Scan the records below. Report the number of lines containing the word "complete", and nothing more.

+++

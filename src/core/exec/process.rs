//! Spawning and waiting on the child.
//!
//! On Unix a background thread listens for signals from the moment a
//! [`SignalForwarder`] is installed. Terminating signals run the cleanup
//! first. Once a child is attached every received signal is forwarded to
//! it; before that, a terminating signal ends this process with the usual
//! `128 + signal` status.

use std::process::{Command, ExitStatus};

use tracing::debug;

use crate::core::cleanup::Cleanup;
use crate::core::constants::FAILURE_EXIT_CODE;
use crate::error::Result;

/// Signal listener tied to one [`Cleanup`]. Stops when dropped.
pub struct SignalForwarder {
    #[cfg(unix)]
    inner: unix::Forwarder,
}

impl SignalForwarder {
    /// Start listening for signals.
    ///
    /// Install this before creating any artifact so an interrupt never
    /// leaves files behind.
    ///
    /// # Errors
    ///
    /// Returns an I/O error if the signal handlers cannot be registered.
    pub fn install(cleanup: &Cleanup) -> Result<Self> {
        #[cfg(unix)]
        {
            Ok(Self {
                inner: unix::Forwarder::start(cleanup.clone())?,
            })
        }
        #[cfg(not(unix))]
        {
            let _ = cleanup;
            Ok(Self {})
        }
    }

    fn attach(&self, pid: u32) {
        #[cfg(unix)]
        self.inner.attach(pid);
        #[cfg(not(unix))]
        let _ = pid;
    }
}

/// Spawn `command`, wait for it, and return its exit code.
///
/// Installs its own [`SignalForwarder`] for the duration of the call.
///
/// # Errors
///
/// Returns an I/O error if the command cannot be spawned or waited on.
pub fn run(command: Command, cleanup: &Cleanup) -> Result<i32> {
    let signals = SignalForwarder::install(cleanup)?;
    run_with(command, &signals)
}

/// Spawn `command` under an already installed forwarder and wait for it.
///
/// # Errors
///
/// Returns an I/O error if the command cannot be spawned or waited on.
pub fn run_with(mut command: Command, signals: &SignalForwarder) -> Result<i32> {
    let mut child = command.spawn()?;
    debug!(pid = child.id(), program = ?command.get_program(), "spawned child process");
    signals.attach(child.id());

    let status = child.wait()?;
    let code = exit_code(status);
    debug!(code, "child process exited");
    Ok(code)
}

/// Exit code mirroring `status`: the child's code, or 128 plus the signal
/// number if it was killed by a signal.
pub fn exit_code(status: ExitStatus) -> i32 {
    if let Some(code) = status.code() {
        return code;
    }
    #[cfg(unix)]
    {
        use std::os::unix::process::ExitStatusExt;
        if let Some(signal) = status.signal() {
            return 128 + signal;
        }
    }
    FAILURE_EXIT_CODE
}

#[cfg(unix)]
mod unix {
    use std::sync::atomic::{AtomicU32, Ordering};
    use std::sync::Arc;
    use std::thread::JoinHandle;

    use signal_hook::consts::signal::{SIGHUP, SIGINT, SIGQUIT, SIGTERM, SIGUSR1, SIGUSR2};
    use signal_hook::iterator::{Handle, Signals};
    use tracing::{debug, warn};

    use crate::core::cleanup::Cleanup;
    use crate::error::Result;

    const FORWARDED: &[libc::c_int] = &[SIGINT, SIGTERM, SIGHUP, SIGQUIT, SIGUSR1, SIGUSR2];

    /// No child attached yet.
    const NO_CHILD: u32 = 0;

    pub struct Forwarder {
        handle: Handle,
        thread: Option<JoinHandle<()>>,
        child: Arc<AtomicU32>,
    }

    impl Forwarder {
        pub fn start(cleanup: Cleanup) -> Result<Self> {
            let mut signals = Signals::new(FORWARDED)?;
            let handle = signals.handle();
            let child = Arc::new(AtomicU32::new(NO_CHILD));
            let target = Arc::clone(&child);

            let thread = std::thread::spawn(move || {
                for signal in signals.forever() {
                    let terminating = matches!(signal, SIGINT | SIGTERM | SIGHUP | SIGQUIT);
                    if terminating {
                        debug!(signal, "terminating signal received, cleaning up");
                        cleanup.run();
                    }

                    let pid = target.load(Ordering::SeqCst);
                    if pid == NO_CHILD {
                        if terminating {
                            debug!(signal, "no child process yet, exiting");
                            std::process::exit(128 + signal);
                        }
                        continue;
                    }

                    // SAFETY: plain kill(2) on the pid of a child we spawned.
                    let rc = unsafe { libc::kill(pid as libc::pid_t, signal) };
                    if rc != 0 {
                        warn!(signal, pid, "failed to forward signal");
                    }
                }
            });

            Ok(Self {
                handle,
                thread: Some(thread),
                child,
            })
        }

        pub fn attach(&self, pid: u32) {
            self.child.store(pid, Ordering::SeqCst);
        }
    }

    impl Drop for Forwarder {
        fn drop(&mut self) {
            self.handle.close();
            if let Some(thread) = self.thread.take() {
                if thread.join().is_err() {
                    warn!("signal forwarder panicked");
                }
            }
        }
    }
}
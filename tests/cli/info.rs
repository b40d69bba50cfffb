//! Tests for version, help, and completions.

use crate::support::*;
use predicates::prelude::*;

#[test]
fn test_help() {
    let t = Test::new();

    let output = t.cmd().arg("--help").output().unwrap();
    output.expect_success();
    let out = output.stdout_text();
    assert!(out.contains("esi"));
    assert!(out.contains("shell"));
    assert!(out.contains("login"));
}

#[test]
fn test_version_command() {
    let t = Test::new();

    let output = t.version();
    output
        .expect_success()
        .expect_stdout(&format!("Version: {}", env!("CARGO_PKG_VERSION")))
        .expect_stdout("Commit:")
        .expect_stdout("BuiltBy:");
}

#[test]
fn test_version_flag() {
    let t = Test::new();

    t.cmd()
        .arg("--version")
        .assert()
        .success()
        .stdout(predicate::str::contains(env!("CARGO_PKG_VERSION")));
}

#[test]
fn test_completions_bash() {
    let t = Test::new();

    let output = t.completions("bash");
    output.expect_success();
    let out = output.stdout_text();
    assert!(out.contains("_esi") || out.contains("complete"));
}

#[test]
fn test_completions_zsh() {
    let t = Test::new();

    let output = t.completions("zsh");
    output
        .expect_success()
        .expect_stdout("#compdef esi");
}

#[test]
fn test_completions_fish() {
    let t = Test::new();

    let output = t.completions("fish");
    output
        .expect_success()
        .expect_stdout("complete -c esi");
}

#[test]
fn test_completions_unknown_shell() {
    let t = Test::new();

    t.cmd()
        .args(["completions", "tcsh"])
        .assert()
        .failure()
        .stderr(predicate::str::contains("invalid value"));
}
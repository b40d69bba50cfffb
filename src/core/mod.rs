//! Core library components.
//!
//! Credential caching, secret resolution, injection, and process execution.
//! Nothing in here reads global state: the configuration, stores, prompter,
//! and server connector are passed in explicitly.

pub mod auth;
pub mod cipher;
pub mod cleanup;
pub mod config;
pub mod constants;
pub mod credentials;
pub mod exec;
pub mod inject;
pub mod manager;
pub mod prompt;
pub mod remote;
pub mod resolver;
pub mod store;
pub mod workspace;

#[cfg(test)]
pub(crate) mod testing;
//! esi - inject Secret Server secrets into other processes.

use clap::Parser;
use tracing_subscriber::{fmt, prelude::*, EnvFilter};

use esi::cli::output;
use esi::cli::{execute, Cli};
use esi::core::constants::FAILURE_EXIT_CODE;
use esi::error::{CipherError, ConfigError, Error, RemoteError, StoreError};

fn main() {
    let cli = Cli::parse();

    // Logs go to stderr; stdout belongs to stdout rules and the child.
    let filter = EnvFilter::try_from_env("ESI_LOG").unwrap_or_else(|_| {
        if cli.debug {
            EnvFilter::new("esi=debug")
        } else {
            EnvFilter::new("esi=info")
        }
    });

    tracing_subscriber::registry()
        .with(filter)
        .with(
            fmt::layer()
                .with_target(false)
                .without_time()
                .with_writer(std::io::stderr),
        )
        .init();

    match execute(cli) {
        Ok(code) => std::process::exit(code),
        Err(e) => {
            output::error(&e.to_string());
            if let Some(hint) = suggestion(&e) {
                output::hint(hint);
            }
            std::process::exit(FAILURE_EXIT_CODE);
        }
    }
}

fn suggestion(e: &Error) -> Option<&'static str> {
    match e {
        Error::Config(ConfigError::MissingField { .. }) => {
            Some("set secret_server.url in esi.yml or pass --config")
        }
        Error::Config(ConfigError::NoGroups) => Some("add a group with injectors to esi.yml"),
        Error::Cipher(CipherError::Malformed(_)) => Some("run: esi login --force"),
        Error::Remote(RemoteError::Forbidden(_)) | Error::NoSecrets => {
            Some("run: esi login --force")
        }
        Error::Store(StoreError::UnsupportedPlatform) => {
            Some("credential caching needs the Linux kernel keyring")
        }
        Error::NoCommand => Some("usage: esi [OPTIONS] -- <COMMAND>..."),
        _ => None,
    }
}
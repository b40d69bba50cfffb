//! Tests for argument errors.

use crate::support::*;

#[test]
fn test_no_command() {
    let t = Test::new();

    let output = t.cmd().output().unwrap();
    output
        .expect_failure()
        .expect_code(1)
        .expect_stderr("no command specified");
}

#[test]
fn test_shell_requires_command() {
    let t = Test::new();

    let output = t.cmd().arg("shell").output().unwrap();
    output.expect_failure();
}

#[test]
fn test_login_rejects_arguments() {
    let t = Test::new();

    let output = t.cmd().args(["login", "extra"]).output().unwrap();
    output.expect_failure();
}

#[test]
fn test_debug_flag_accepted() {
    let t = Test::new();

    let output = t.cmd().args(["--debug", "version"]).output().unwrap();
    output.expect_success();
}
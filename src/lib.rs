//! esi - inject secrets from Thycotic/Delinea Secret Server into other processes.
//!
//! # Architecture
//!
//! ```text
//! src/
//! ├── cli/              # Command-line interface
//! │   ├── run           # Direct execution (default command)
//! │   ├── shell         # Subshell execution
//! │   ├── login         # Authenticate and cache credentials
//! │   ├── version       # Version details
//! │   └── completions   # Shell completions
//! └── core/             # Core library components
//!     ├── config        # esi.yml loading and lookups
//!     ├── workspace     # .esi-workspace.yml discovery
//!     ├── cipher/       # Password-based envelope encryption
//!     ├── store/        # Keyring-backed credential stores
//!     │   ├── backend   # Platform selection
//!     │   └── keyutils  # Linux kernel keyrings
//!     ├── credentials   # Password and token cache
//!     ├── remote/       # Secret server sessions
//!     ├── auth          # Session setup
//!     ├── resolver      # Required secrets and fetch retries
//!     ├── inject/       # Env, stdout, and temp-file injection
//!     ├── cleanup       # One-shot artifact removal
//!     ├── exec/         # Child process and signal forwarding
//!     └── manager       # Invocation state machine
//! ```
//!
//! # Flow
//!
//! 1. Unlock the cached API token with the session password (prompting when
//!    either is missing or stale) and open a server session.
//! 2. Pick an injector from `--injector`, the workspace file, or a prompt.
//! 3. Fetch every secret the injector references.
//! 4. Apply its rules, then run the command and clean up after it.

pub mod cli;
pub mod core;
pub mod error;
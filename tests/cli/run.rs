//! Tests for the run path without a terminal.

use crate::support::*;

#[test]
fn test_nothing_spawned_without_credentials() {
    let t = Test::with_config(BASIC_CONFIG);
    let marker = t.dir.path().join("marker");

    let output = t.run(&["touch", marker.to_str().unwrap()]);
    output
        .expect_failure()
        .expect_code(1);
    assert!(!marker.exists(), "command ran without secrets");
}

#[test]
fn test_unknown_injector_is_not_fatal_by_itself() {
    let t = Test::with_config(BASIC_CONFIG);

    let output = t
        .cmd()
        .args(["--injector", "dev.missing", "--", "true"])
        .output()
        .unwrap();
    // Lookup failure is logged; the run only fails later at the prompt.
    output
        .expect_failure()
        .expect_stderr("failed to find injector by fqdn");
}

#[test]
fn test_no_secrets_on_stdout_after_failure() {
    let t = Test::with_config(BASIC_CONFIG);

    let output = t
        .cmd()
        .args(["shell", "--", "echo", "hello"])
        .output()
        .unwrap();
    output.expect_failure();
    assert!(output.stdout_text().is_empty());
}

+++

**Solved exercise**.
2